Exercise inputs Start Marker

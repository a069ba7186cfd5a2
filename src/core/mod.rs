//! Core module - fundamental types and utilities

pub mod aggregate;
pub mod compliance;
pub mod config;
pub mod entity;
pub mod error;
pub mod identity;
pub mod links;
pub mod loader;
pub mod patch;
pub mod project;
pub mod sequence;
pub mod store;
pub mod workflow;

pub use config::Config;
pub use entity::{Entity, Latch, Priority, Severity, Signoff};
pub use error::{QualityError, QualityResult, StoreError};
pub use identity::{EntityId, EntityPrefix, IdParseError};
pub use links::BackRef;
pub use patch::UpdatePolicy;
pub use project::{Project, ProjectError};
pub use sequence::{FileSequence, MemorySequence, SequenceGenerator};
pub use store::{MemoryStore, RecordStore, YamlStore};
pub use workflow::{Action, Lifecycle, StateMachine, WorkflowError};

Exercise inputs End Marker

What this task involves
In full and without error, restate the data.

Task answer
repository a069ba7186cfd5a2
filename src/core/mod.rs
//! Core module - fundamental types and utilities

pub mod aggregate;
pub mod compliance;
pub mod config;
pub mod entity;
pub mod error;
pub mod identity;
pub mod links;
pub mod loader;
pub mod patch;
pub mod project;
pub mod sequence;
pub mod store;
pub mod workflow;

pub use config::Config;
pub use entity::{Entity, Latch, Priority, Severity, Signoff};
pub use error::{QualityError, QualityResult, StoreError};
pub use identity::{EntityId, EntityPrefix, IdParseError};
pub use links::BackRef;
pub use patch::UpdatePolicy;
pub use project::{Project, ProjectError};
pub use sequence::{FileSequence, MemorySequence, SequenceGenerator};
pub use store::{MemoryStore, RecordStore, YamlStore};
pub use workflow::{Action, Lifecycle, StateMachine, WorkflowError};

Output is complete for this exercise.